**Required work**. Search the data for "MessageSender" and copy every matching line.

**Dataset entries**.
************

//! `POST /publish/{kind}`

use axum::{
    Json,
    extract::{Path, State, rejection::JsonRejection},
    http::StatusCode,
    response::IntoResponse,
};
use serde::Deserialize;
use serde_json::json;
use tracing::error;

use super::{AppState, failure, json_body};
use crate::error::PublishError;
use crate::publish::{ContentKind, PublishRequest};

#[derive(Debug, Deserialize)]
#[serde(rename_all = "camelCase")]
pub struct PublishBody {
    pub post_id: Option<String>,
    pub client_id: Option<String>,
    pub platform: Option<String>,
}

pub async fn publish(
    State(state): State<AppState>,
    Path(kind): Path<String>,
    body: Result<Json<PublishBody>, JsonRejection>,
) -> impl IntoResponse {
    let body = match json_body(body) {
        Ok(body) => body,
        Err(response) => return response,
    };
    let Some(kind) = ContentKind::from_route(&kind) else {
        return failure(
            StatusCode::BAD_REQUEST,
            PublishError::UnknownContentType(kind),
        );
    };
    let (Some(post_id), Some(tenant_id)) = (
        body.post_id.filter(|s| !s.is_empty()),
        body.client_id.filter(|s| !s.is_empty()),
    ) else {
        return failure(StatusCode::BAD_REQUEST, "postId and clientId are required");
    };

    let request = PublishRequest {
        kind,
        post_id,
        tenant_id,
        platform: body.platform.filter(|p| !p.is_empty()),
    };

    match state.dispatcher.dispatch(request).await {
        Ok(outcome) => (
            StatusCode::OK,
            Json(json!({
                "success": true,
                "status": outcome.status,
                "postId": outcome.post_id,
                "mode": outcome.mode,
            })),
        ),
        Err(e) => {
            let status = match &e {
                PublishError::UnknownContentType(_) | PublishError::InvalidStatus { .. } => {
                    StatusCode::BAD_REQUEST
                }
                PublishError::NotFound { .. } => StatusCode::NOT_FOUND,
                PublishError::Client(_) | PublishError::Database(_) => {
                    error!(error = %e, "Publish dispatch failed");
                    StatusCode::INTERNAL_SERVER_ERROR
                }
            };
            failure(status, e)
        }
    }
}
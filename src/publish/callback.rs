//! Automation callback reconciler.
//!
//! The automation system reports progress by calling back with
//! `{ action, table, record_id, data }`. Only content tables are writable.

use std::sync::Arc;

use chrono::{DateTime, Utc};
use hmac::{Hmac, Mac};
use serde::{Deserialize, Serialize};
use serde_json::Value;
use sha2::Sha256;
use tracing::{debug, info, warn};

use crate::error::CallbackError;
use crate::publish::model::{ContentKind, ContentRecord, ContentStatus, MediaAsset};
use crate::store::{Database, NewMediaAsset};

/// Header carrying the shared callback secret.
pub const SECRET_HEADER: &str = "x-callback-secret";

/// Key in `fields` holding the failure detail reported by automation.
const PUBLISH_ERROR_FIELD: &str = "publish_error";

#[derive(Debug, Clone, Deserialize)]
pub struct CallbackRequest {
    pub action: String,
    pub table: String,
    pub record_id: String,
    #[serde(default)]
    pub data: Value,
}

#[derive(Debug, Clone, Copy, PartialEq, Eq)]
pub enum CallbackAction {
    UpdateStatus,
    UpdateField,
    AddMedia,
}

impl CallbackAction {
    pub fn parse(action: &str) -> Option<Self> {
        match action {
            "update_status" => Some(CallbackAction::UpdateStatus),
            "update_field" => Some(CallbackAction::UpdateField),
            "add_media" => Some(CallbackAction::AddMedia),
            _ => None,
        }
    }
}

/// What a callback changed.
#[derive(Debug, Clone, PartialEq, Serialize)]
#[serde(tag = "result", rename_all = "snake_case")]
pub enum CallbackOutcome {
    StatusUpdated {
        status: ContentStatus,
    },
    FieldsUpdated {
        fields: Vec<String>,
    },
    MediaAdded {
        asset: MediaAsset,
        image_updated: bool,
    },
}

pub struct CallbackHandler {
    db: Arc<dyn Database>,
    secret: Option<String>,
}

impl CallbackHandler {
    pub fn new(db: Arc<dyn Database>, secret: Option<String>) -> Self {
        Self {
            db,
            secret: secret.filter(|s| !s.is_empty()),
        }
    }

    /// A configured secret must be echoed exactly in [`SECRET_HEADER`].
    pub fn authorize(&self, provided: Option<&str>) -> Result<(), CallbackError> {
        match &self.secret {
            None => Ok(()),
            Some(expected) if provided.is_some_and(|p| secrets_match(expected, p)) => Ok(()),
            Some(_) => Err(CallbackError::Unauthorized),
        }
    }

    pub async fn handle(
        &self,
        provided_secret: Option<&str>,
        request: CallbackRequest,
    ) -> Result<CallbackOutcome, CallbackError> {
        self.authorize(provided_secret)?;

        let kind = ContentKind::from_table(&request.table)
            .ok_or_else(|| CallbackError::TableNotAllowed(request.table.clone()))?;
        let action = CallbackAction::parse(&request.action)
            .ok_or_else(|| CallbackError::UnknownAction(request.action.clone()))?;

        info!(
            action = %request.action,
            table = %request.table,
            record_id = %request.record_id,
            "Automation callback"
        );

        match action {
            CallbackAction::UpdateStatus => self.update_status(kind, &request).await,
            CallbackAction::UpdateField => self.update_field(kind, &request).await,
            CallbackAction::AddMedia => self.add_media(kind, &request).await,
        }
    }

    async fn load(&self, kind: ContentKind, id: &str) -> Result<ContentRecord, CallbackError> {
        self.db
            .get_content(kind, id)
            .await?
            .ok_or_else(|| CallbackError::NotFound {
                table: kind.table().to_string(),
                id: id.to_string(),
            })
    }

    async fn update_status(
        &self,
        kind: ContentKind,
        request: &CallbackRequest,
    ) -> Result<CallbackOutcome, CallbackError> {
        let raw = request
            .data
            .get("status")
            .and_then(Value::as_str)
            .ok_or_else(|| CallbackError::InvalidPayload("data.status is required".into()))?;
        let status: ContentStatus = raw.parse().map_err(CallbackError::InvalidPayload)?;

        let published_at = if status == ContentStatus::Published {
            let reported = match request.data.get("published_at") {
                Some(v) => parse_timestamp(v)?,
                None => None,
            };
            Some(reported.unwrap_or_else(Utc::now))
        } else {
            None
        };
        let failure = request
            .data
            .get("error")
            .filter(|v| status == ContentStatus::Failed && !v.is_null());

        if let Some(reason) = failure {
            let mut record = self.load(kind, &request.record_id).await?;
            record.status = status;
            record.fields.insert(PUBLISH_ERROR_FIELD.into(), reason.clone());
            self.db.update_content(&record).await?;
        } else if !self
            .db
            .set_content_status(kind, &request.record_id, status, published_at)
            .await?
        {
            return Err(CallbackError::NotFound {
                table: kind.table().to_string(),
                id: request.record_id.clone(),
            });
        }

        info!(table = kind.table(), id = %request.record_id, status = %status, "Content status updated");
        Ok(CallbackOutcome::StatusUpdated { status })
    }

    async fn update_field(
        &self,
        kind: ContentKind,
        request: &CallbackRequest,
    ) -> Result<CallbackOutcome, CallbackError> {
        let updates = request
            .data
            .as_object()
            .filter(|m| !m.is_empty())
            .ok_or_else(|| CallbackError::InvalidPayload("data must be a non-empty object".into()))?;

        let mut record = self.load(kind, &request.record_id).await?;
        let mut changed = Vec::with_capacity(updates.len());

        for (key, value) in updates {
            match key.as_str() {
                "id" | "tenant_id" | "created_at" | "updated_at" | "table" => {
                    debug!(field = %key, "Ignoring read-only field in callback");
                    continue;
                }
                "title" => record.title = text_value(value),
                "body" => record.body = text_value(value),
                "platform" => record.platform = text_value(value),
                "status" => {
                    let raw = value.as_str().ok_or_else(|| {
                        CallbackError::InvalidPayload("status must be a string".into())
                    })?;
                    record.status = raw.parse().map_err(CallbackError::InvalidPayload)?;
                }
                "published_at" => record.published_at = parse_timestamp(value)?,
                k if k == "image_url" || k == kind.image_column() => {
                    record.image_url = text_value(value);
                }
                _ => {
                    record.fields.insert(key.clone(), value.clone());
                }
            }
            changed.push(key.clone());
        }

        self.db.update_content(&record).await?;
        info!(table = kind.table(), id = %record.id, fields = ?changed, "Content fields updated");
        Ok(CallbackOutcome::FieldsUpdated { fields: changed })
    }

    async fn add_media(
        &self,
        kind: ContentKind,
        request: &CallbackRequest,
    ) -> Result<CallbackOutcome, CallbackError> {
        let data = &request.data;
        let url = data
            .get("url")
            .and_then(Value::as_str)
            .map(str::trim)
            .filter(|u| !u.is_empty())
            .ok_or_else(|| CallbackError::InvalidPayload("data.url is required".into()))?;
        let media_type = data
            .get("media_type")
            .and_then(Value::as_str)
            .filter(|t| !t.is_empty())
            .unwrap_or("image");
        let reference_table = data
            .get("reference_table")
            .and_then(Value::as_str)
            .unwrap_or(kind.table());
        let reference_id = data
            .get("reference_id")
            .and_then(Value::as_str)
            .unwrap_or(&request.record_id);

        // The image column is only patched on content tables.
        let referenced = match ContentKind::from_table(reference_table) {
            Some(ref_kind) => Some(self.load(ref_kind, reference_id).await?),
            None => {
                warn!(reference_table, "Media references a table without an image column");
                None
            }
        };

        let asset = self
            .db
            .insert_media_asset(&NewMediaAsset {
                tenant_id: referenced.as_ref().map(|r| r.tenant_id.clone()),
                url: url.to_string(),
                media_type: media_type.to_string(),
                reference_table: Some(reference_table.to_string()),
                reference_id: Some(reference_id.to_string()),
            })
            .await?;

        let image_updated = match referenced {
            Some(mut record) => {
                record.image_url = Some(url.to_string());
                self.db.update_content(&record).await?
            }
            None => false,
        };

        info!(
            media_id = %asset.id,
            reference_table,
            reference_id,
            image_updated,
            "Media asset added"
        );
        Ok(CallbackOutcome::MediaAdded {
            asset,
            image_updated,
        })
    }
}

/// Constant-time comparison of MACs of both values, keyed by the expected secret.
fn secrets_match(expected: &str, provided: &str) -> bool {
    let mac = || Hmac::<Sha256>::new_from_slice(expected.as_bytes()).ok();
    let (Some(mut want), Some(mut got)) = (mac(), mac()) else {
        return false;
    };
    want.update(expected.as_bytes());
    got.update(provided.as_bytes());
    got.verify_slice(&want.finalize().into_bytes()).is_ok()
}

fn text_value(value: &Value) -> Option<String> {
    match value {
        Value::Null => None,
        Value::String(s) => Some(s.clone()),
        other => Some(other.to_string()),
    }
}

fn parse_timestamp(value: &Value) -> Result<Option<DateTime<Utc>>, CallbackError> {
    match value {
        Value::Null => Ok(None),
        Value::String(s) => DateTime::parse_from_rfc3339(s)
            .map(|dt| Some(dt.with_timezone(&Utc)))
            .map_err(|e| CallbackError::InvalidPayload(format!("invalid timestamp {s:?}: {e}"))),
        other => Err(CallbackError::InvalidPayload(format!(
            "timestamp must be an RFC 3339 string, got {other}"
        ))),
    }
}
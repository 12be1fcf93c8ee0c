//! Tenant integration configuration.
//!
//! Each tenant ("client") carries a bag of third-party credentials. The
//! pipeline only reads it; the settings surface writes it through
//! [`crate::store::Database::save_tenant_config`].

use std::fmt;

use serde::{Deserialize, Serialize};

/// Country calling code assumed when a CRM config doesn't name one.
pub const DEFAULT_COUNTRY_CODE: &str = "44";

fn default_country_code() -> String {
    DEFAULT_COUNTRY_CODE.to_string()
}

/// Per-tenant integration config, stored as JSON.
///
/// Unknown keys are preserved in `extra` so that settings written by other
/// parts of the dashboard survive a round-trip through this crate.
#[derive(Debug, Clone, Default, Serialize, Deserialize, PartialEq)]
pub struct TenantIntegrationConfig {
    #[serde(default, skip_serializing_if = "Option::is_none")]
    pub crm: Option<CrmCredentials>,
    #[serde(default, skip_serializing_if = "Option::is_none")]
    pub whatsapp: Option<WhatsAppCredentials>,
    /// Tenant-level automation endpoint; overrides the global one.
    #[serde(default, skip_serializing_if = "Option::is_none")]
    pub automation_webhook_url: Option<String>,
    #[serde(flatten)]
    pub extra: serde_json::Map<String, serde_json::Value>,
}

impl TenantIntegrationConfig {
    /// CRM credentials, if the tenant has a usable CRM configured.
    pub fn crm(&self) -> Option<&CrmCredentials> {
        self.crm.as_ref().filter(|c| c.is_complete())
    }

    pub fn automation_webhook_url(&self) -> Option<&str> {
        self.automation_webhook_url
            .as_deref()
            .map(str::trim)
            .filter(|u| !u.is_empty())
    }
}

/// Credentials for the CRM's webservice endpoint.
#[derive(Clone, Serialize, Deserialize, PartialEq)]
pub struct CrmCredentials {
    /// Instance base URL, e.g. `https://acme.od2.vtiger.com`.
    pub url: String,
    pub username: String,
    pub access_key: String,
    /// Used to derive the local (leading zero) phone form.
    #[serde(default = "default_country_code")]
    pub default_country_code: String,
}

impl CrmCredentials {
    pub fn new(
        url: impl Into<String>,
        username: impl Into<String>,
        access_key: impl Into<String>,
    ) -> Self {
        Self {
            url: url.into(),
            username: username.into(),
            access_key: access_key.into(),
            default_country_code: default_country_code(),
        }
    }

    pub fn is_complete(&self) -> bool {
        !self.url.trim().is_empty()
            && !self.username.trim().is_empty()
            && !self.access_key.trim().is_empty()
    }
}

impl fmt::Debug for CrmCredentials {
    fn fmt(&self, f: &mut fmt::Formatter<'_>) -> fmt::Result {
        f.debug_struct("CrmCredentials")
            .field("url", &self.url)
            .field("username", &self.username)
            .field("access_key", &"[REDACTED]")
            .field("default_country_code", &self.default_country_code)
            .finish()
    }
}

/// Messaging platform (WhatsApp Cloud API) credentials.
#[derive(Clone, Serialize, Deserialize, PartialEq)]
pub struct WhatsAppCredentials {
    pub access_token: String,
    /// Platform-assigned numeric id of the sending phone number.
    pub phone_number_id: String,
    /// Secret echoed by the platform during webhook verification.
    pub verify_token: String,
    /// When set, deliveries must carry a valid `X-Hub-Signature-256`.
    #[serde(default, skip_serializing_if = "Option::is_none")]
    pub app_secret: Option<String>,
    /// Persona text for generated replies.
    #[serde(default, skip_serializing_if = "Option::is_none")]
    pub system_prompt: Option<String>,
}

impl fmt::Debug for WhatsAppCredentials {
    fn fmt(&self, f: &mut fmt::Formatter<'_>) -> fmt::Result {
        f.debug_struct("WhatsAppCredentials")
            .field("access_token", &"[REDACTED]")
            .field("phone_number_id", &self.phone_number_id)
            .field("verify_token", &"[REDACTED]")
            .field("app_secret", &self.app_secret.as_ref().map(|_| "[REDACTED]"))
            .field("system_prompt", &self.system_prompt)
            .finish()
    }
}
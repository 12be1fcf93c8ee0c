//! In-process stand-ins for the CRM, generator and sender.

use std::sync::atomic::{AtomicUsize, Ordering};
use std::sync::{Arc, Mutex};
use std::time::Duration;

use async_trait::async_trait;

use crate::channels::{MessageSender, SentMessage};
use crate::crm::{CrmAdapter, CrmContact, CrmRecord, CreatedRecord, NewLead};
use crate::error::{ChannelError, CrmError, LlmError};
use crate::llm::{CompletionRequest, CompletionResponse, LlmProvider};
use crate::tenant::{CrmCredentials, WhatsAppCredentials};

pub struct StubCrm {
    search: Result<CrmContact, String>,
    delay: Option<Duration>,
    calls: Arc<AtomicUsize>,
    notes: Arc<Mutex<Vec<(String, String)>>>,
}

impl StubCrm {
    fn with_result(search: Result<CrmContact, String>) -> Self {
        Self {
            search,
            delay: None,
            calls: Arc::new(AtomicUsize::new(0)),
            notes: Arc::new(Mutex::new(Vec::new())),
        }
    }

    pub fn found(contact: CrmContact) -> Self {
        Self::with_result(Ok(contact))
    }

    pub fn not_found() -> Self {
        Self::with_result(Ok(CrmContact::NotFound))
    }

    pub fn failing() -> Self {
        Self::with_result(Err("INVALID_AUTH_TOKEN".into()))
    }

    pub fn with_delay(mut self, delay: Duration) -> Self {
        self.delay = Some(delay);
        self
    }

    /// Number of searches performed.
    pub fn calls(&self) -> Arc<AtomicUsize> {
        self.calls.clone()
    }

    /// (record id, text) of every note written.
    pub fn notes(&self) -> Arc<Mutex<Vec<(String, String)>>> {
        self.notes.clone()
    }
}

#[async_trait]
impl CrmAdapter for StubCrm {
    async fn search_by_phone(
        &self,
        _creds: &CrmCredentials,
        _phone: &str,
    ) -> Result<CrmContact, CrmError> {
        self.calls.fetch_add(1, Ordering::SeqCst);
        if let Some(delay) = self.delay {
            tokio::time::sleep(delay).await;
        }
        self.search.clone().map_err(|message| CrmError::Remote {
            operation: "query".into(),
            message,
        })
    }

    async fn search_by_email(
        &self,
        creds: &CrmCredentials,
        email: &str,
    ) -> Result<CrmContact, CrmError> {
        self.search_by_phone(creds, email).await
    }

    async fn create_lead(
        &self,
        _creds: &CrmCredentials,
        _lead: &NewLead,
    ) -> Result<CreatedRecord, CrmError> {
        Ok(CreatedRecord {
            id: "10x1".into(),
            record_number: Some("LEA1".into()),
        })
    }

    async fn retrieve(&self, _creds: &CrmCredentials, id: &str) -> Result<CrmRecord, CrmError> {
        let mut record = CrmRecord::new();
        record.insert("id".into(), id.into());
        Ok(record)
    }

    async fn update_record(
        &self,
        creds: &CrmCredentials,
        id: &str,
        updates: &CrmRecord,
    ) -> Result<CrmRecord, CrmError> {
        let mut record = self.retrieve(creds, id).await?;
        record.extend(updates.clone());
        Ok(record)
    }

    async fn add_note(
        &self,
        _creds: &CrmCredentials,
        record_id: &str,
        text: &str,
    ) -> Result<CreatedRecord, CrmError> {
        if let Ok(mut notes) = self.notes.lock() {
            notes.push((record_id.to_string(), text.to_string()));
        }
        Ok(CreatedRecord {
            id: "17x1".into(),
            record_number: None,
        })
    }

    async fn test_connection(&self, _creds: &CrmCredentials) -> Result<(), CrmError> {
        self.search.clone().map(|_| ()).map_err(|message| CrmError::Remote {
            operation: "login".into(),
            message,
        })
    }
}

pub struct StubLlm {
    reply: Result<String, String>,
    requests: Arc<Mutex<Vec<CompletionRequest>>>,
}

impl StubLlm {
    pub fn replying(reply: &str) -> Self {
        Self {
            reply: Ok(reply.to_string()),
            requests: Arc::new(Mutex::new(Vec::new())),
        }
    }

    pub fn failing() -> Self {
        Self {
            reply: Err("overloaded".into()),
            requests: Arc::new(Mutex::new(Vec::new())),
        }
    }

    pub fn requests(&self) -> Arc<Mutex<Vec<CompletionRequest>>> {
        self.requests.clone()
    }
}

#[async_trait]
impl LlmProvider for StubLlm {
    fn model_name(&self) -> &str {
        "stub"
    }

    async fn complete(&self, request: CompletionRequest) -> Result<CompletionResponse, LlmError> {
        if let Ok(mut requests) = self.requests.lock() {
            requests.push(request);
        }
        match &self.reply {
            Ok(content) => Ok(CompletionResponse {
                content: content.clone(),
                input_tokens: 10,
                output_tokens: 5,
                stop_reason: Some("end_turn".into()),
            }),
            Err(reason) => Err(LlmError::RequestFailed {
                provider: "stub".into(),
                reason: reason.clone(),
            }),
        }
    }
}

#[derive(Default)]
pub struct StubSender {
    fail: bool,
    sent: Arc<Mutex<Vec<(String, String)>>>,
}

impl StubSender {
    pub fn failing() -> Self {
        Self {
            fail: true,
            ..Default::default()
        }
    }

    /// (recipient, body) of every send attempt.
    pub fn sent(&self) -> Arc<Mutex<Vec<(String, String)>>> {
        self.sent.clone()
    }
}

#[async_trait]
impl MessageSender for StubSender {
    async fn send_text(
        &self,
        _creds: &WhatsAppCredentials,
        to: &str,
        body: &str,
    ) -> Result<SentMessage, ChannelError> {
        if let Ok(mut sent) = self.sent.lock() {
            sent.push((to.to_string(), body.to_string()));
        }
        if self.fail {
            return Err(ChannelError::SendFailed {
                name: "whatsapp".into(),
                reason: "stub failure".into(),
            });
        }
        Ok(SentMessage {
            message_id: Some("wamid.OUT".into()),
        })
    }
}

************

**Output for this task**.
use crate::channels::{MessageSender, SentMessage};
impl MessageSender for StubSender {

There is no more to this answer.